Entretanto, a proposta foi rejeitada por uma facção majoritária do comitê. O medo de Hitler era muito grande. Eles não queriam lançar uma campanha que poderia ser mal sucedida. O CICV permaneceu numa atitude de espera e observação, pela qual ainda hoje é criticado.
Ironia do destino: quando, após os crimes de guerra, o CICV foi forçado a justificar uma estratégia para explicar sua omissão sobre os assassinatos judeus a fim de se exonerar, voltaram-se para… Marguerite Cramer.
Leal como ela era, Cramer aceitou as críticas, fazendo o argumento legal de que a proteção das vítimas civis – que ela havia defendido tão fortemente! – não fazia parte do mandato da organização.
Esta humilhação foi a gota d’água? Isto é, no mínimo, o que os eventos sugerem, e colocam a demissão de Marguerite Cramer sob uma ótica muito diferente. A perspectiva de uma vida mais tranquila foi sem dúvida uma das razões de sua demissão.
Ela já tinha também muita experiência com a renúncia de cargos. Mas sua partida teve a ver com repetidas decepções e, acima de tudo, com a rejeição direta de sua posição pessoal.
Em linhas gerais, o exemplo desta pioneira excepcional revela uma contradição no cerne do trabalho humanitário: aqueles que o praticam devem ser movidos por ideais que contradizem constantemente seu trabalho.

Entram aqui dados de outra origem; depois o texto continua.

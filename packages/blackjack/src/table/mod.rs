use rand::Rng;
use serde::{Deserialize, Serialize};
use std::fmt;

use crate::deck::Deck;
use crate::error::GameError;
use crate::hand::Hand;


/// A fresh deck is swapped in before any round that starts with fewer cards
/// than this. A round consumes at most 2x(2+hits) cards, well under the margin.
pub const RESHUFFLE_THRESHOLD: usize = 15;

/// The dealer draws strictly below this total and stands on any 17, soft or
/// hard.
pub const DEALER_STAND_ON: u8 = 17;

const HIT_OR_STAND_PROMPT: &str = "Hit or stand? (h/s) > ";

/// A validated hit/stand choice.
#[derive(Debug, Clone, Copy, PartialEq, Eq)]
pub enum Decision {
    Hit,
    Stand,
}

impl Decision {
    /// Input arrives trimmed and lowercased from the input collaborator;
    /// anything but "h" or "s" is rejected and re-prompted.
    pub fn parse(input: &str) -> Option<Self> {
        match input {
            "h" => Some(Decision::Hit),
            "s" => Some(Decision::Stand),
            _ => None,
        }
    }
}

/// Which presentation moment a hand display belongs to.
#[derive(Debug, Clone, Copy, PartialEq, Eq)]
pub enum HandView {
    Player,
    /// The dealer's initial two cards with the hole card face-down.
    DealerUpcard,
    /// The dealer's full hand at the start of the dealer turn.
    DealerReveal,
    /// The dealer's hand once the draw policy has finished.
    DealerFinal,
}

impl HandView {
    pub fn hides_hole(&self) -> bool {
        matches!(self, HandView::DealerUpcard)
    }
}

/// Terminal states of the player turn.
#[derive(Debug, Clone, Copy, PartialEq, Eq)]
pub enum TurnEnd {
    Stand,
    Busted,
    Blackjack,
}

/// Presentation and input collaborators rolled into one table-facing surface.
/// The engine never touches the terminal itself.
pub trait TableUi {
    fn reshuffling(&mut self);
    fn show_hand(&mut self, view: HandView, hand: &Hand);
    fn read_line(&mut self, prompt: &str) -> Result<String, GameError>;
    fn invalid_input(&mut self);
    fn turn_ended(&mut self, end: TurnEnd);
    fn round_over(&mut self, summary: &RoundSummary);
}

/// Cosmetic pause between dealer draws, injectable so tests run at full speed.
pub trait Pacing {
    fn between_dealer_draws(&mut self);
}

/// No delay at all; the default for tests and simulations.
pub struct NoPacing;

impl Pacing for NoPacing {
    fn between_dealer_draws(&mut self) {}
}

/// How a seat decides on cards: a human is asked, an automated seat draws up
/// to a fixed threshold. Composition instead of a participant class hierarchy.
#[derive(Debug, Clone, Copy, PartialEq, Eq)]
pub enum SeatPolicy {
    Human,
    StandOn(u8),
}

/// One participant's place at the table: a hand plus a draw policy.
#[derive(Debug, Clone)]
pub struct Seat {
    pub hand: Hand,
    pub policy: SeatPolicy,
}

impl Seat {
    pub fn human() -> Self {
        Self {
            hand: Hand::new(),
            policy: SeatPolicy::Human,
        }
    }

    pub fn dealer() -> Self {
        Self {
            hand: Hand::new(),
            policy: SeatPolicy::StandOn(DEALER_STAND_ON),
        }
    }

    /// Whether the automated policy wants another card. A human seat never
    /// auto-draws; it is asked through the input collaborator instead.
    pub fn wants_card(&self) -> bool {
        match self.policy {
            SeatPolicy::Human => false,
            SeatPolicy::StandOn(threshold) => self.hand.score() < threshold,
        }
    }
}

/// Round result, in settlement precedence order: bust checks first, then
/// naturals, then plain score comparison.
#[derive(Debug, Clone, Copy, PartialEq, Eq, Serialize, Deserialize)]
pub enum Outcome {
    PlayerBust,
    DealerBust,
    PlayerBlackjack,
    DealerBlackjack,
    PlayerWin,
    DealerWin,
    Push,
}

impl Outcome {
    pub fn message(&self) -> &'static str {
        match self {
            Outcome::PlayerBust => "Dealer wins – you bust.",
            Outcome::DealerBust => "You win – dealer busts!",
            Outcome::PlayerBlackjack => "You win with a Blackjack!",
            Outcome::DealerBlackjack => "Dealer wins with a Blackjack.",
            Outcome::PlayerWin => "You win!",
            Outcome::DealerWin => "Dealer wins.",
            Outcome::Push => "Push – tie.",
        }
    }
}

impl fmt::Display for Outcome {
    fn fmt(&self, f: &mut fmt::Formatter<'_>) -> fmt::Result {
        f.write_str(self.message())
    }
}

/// Final scores and outcome of one settled round.
#[derive(Debug, Clone, Copy, PartialEq, Eq, Serialize, Deserialize)]
pub struct RoundSummary {
    pub outcome: Outcome,
    pub player_score: u8,
    pub dealer_score: u8,
}

/// One blackjack table: a shoe of one deck, a human seat and a dealer seat.
/// All mutation happens on the caller's single thread.
pub struct Table<R: Rng> {
    pub deck: Deck,
    pub player: Seat,
    pub dealer: Seat,
    rng: R,
}

impl<R: Rng> Table<R> {
    pub fn new(mut rng: R) -> Self {
        let deck = Deck::shuffled(&mut rng);
        Self {
            deck,
            player: Seat::human(),
            dealer: Seat::dealer(),
            rng,
        }
    }

    /// Reshuffle when the shoe runs low, clear both hands, then deal two cards
    /// each in the conventional alternating order: player, dealer, player,
    /// dealer.
    pub fn deal_new_round(&mut self, ui: &mut dyn TableUi) -> Result<(), GameError> {
        if self.deck.remaining() < RESHUFFLE_THRESHOLD {
            log::info!(
                "reshuffling with {} cards left in the shoe",
                self.deck.remaining()
            );
            ui.reshuffling();
            self.deck = Deck::shuffled(&mut self.rng);
        }

        self.player.hand.clear();
        self.dealer.hand.clear();
        for _ in 0..2 {
            self.player.hand.add_card(self.deck.draw()?);
            self.dealer.hand.add_card(self.deck.draw()?);
        }
        Ok(())
    }

    /// The player decision loop. Shows the hand each iteration, short-circuits
    /// on a natural or a bust, otherwise keeps asking until a valid hit or
    /// stand comes in. Invalid input consumes neither a turn nor a card.
    fn player_turn(&mut self, ui: &mut dyn TableUi) -> Result<TurnEnd, GameError> {
        loop {
            ui.show_hand(HandView::Player, &self.player.hand);
            if self.player.hand.is_blackjack() {
                ui.turn_ended(TurnEnd::Blackjack);
                return Ok(TurnEnd::Blackjack);
            }
            if self.player.hand.is_bust() {
                ui.turn_ended(TurnEnd::Busted);
                return Ok(TurnEnd::Busted);
            }

            let line = ui.read_line(HIT_OR_STAND_PROMPT)?;
            match Decision::parse(&line) {
                Some(Decision::Hit) => self.player.hand.add_card(self.deck.draw()?),
                Some(Decision::Stand) => {
                    ui.turn_ended(TurnEnd::Stand);
                    return Ok(TurnEnd::Stand);
                }
                None => ui.invalid_input(),
            }
        }
    }

    /// The scripted dealer: reveal the hole card, then draw while the policy
    /// asks for more.
    fn dealer_turn(
        &mut self,
        ui: &mut dyn TableUi,
        pacing: &mut dyn Pacing,
    ) -> Result<(), GameError> {
        ui.show_hand(HandView::DealerReveal, &self.dealer.hand);
        while self.dealer.wants_card() {
            pacing.between_dealer_draws();
            let card = self.deck.draw()?;
            log::debug!("dealer draws {card}");
            self.dealer.hand.add_card(card);
        }
        ui.show_hand(HandView::DealerFinal, &self.dealer.hand);
        Ok(())
    }

    /// Outcome precedence, first match wins: player bust, dealer bust, player
    /// natural, dealer natural, higher score, push.
    pub fn settle(&self) -> RoundSummary {
        let player = &self.player.hand;
        let dealer = &self.dealer.hand;

        let outcome = if player.is_bust() {
            Outcome::PlayerBust
        } else if dealer.is_bust() {
            Outcome::DealerBust
        } else if player.is_blackjack() && !dealer.is_blackjack() {
            Outcome::PlayerBlackjack
        } else if dealer.is_blackjack() && !player.is_blackjack() {
            Outcome::DealerBlackjack
        } else if player.score() > dealer.score() {
            Outcome::PlayerWin
        } else if dealer.score() > player.score() {
            Outcome::DealerWin
        } else {
            Outcome::Push
        };

        RoundSummary {
            outcome,
            player_score: player.score(),
            dealer_score: dealer.score(),
        }
    }

    /// One full round: deal, show the dealer's upcard with the hole hidden,
    /// run the player, run the dealer unless the player busted, settle.
    pub fn play_round(
        &mut self,
        ui: &mut dyn TableUi,
        pacing: &mut dyn Pacing,
    ) -> Result<RoundSummary, GameError> {
        self.deal_new_round(ui)?;
        ui.show_hand(HandView::DealerUpcard, &self.dealer.hand);

        self.player_turn(ui)?;
        if !self.player.hand.is_bust() {
            self.dealer_turn(ui, pacing)?;
        }

        let summary = self.settle();
        ui.round_over(&summary);
        Ok(summary)
    }
}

Trabalhar pela humanidade significa lutar contra o desumano que existe em meio à mesquinhez de todos os seres humanos.
Suíça, a Liga das Nações e a Cruz Vermelha
A Liga das Nações (1920-1946) foi a precursora da ONU. Genebra foi escolhida como sua sede, embora outras cidades – como Bruxelas – também tenham se candidatado. A neutralidade suíça e o CICV abriram o caminho para que Genebra se tornasse um local preferido para a ação internacional.
Havia mais do que apenas uma base geográfica comum entre o CICV e a Liga das Nações, pois o CICV desempenhou um papel na política Suíça em relação à Liga das Nações. Esta última poderia recorrer ao CICV quando sua neutralidade estivesse em jogo. Durante a guerra, o país helvético queria continuar a realizar tarefas humanitárias e gostava de se referir a si mesmo como o “berço da Cruz Vermelha”. Sob esta fórmula, o CICV serviu como escudo e portador de imagem para o país.
A política da Suíça em relação à Liga das Nações e a política de neutralidade no período entre as guerras foi moldada por pessoas que também estavam associadas ao CICV: diplomatas e acadêmicos, como William Emmanuel Rappard, Max Huber e Paul Logoz; deputados federais como Gustav Ador e Giuseppe Motta; altos funcionários como Paul Dinichert e Camille Gorgé – eles foram os arquitetos da política externa da época, e estão estreitamente associados ao CICV.